Вот если бы знать в свои ранние годы, когда встречаешься с первой волною своей судьбы, что та же волна еще придет, тогда совсем бы иначе с ней расставался, а в том и беда: кажется, навеки ушла и никогда не воротится. Старшие с улыбкой смотрят на детские приключения; им хорошо, они свое пережили, а для самих детей все является, как неповторимое. Долго не мог взять себе в ум Курымушка, почему так издевались над ним в гимназии, как за зверем ходили и твердили: «Поехал в Азию, приехал в гимназию». Разве нет забытых стран на свете, разве плана его не одобрил сам учитель географии, и если была его одна ошибка в выборе товарищей, то ведь от этого не исчезают забытые страны, – их можно открывать иначе. В чем же тут дело? «Уж не дурак ли я?» – подумал он. И стал эту мысль носить в себе как болезнь. Пробовал победить сам себя усердием, стал зубрить уроки, ничего не выходило: Коровья Смерть как заладил единицу, так она и шла безотрывно. Смутная была догадка в душе, что если бы что-то не мешало, то мог бы учиться, как все и даже много лучше. Однажды Коровья Смерть задал такую задачу, что все так и сели над ней, все первые математики были спрошены, никто не мог решить. Вдруг Курымушке показалось, будто он спит-не спит и ему просто видится решение отдельно от себя; попробовал это видимое записать, и как раз выходил ответ. Всю руку поднять он не посмел, а только немножко ладонь выставил, и то она дрожала. Соседи крикнули:

– Алпатов вызывается!

– Ну, выходи, – сказал Коровья Смерть, – опять какую-нибудь глупость сморозишь. Это тебе не Азия!

Курымушка вышел и стал писать мелом на доске по своему видению.

– Как же это так ты? – изумился учитель. – Откуда ты взял это решение?

– Из головы, – ответил Курымушка очень конфузливо, – мне так показалось. Это неверно?

– Вполне верно. Только ведь как же ты мог?

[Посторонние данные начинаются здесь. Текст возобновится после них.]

//! Password encoders
//!
//! The credential map never holds the password as typed. What it holds
//! instead depends on the [`PasswordScheme`]:
//!
//! - `base64`: a reversible encoding of the UTF-8 bytes. This only keeps
//!   the password from being readable at a glance; anyone with the store
//!   file can decode it. Sign-in compares `encode(candidate)` with the
//!   stored string.
//! - `argon2`: a salted Argon2id PHC string, checked with Argon2
//!   verification.
//!
//! Base64 is the default so stores written by the browser demo keep working.

use argon2::{
    password_hash::{rand_core::OsRng, PasswordHash, PasswordHasher, PasswordVerifier, SaltString},
    Argon2,
};
use base64::{engine::general_purpose::STANDARD, Engine};
use serde::{Deserialize, Serialize};

use super::AuthError;

/// Turns passwords into their stored form and checks candidates against it
pub trait PasswordEncoder {
    /// Produce the stored representation of a password
    fn encode(&self, password: &str) -> Result<String, AuthError>;

    /// Does `candidate` match the stored representation?
    fn verify(&self, candidate: &str, stored: &str) -> bool {
        matches!(self.encode(candidate), Ok(encoded) if encoded == stored)
    }
}

/// Reversible base64 placeholder, not suitable for real credentials
#[derive(Debug, Clone, Copy, Default)]
pub struct Base64Encoder;

impl PasswordEncoder for Base64Encoder {
    fn encode(&self, password: &str) -> Result<String, AuthError> {
        Ok(STANDARD.encode(password.as_bytes()))
    }
}

/// Salted Argon2id hashing
#[derive(Default)]
pub struct Argon2Encoder {
    argon2: Argon2<'static>,
}

impl PasswordEncoder for Argon2Encoder {
    fn encode(&self, password: &str) -> Result<String, AuthError> {
        let salt = SaltString::generate(&mut OsRng);
        self.argon2
            .hash_password(password.as_bytes(), &salt)
            .map(|hash| hash.to_string())
            .map_err(|e| AuthError::Encoding(e.to_string()))
    }

    fn verify(&self, candidate: &str, stored: &str) -> bool {
        match PasswordHash::new(stored) {
            Ok(parsed) => self
                .argon2
                .verify_password(candidate.as_bytes(), &parsed)
                .is_ok(),
            Err(e) => {
                tracing::warn!(error = %e, "stored credential is not an Argon2 hash");
                false
            }
        }
    }
}

/// Which encoder new stores use
#[derive(Debug, Clone, Copy, PartialEq, Eq, Serialize, Deserialize, Default)]
#[serde(rename_all = "lowercase")]
pub enum PasswordScheme {
    #[default]
    Base64,
    Argon2,
}

impl PasswordScheme {
    pub fn encoder(self) -> Box<dyn PasswordEncoder> {
        match self {
            Self::Base64 => Box::new(Base64Encoder),
            Self::Argon2 => Box::new(Argon2Encoder::default()),
        }
    }
}

impl std::fmt::Display for PasswordScheme {
    fn fmt(&self, f: &mut std::fmt::Formatter<'_>) -> std::fmt::Result {
        match self {
            Self::Base64 => write!(f, "base64"),
            Self::Argon2 => write!(f, "argon2"),
        }
    }
}
use anyhow::Result;
use clap::{Parser, Subcommand};
use tracing_subscriber::EnvFilter;

use tally::cli::{
    handle_audit_command, handle_auth_command, handle_export_command, handle_insights_command,
    handle_transaction_command, require_session, AuditArgs, AuthCommands, ExportArgs,
    TransactionCommands,
};
use tally::config::{paths::TallyPaths, settings::Settings};
use tally::storage::Storage;

/// Environment variable holding the log filter, e.g. `TALLY_LOG=debug`
const LOG_ENV: &str = "TALLY_LOG";

#[derive(Parser)]
#[command(
    name = "tally",
    version,
    about = "Review and correct categorized bank transactions",
    long_about = "Tally keeps a local review queue of bank transactions with the \
                  category a classifier proposed. Upload statement CSVs, accept or \
                  correct each label, and see where the money went."
)]
struct Cli {
    #[command(subcommand)]
    command: Option<Commands>,
}

#[derive(Subcommand)]
enum Commands {
    /// Sign up, sign in and out
    #[command(subcommand)]
    Auth(AuthCommands),

    /// Review queue commands
    #[command(subcommand, alias = "transaction")]
    Txn(TransactionCommands),

    /// Spending by category
    Insights,

    /// Export the review queue
    Export(ExportArgs),

    /// Show recent audit log entries
    Audit(AuditArgs),

    /// Show current configuration and paths
    Config,
}

fn init_logging() {
    let filter = EnvFilter::try_from_env(LOG_ENV).unwrap_or_else(|_| EnvFilter::new("warn"));
    let _ = tracing_subscriber::fmt()
        .with_env_filter(filter)
        .with_writer(std::io::stderr)
        .with_target(false)
        .try_init();
}

fn main() -> Result<()> {
    let cli = Cli::parse();
    init_logging();

    let paths = TallyPaths::new()?;
    let settings = Settings::load_or_create(&paths)?;

    let storage = Storage::new(paths.clone())?;
    storage.load_all()?;
    tracing::debug!(base_dir = %paths.base_dir().display(), "storage ready");

    match cli.command {
        Some(Commands::Auth(cmd)) => {
            handle_auth_command(&storage, &settings, cmd)?;
        }
        Some(Commands::Txn(cmd)) => {
            let username = require_session(&storage, &settings)?;
            handle_transaction_command(&storage, &settings, &username, cmd)?;
        }
        Some(Commands::Insights) => {
            require_session(&storage, &settings)?;
            handle_insights_command(&storage, &settings)?;
        }
        Some(Commands::Export(args)) => {
            let username = require_session(&storage, &settings)?;
            handle_export_command(&storage, &settings, &username, args)?;
        }
        Some(Commands::Audit(args)) => {
            require_session(&storage, &settings)?;
            handle_audit_command(&storage, args)?;
        }
        Some(Commands::Config) => {
            if !paths.settings_file().exists() {
                settings.save(&paths)?;
            }
            println!("Tally Configuration");
            println!("===================");
            println!("Base directory:    {}", paths.base_dir().display());
            println!("Settings file:     {}", paths.settings_file().display());
            println!("Store file:        {}", paths.store_file().display());
            println!("Transactions file: {}", paths.transactions_file().display());
            println!("Audit log:         {}", paths.audit_log().display());
            println!();
            println!("Settings:");
            println!("  Password scheme:  {}", settings.password_scheme);
            println!("  Currency symbol:  {}", settings.currency_symbol);
            println!("  Seed demo rows:   {}", settings.seed_demo_transactions);
        }
        None => {
            println!("Tally - review categorized bank transactions");
            println!();
            println!("Run 'tally --help' for usage information.");
            println!("Run 'tally auth signup <email>' to get started.");
        }
    }

    Ok(())
}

И, к великому изумлению всего класса, сразу после единицы поставил три, и не простое, а, как воскресение из коровьей смерти, на весь год. После этого случая он стал усердней учить уроки, но так всего было много, что от силы было все выучивать только на три. Как учатся иные всегда ровно на четыре и даже на пять, понять он не мог. Тупо день проходил за днем и год за годом: глубоко где-то в душе как засыпанная пеплом страна лежала, дремала, и вот, – когда у Алпатова стали виться кольцами русые волосы и чуть-чуть наметились усики даже, когда почти все ученики стали мечтать о танцах и женской гимназии и писать влюбленные стихи Вере Соколовой, в начале четвертого класса, – будто из-под пепла вулкан вырвался, и опять пошло все кувырком.

Мысль, что он дурак, все-таки не оставляла Курымушку и втайне его очень даже точила: он не верил себе, что может окончить гимназию, так это было трудно и скучно, предчувствие постоянно говорило, что все оборвется каким-то ужасным образом. На первых учеников он не смотрел с завистью, они просто учились, и больше ничего, – но настоящие умные были в старших классах, и многим он очень завидовал. Эти умные держались как-то совершенно уверенно, им было наплевать на гимназию, и в то же время они знали, что кончат ее и непременно будут студентами; это были настоящие умные – таких в его классе не было ни одного. Против его четвертого класса был физический кабинет, в нем были удивительные машины, и там восьмиклассники занимались, настоящие умные ученики, и среди них Несговоров был первый, к нему все относились особенно. Раз Курымушка засмотрелся в физический кабинет, и Несговоров, заметив особенное выражение его лица, спросил:

– Тебе что, Купидоша? – Каким-то Купидошей назвал.

Робко сказал Курымушка, что хотелось бы ему тоже видеть машины.

Несговоров ему кое-что показал.

– Перейдешь в пятый класс, – сказал он, – там будет физика, все и узнаешь.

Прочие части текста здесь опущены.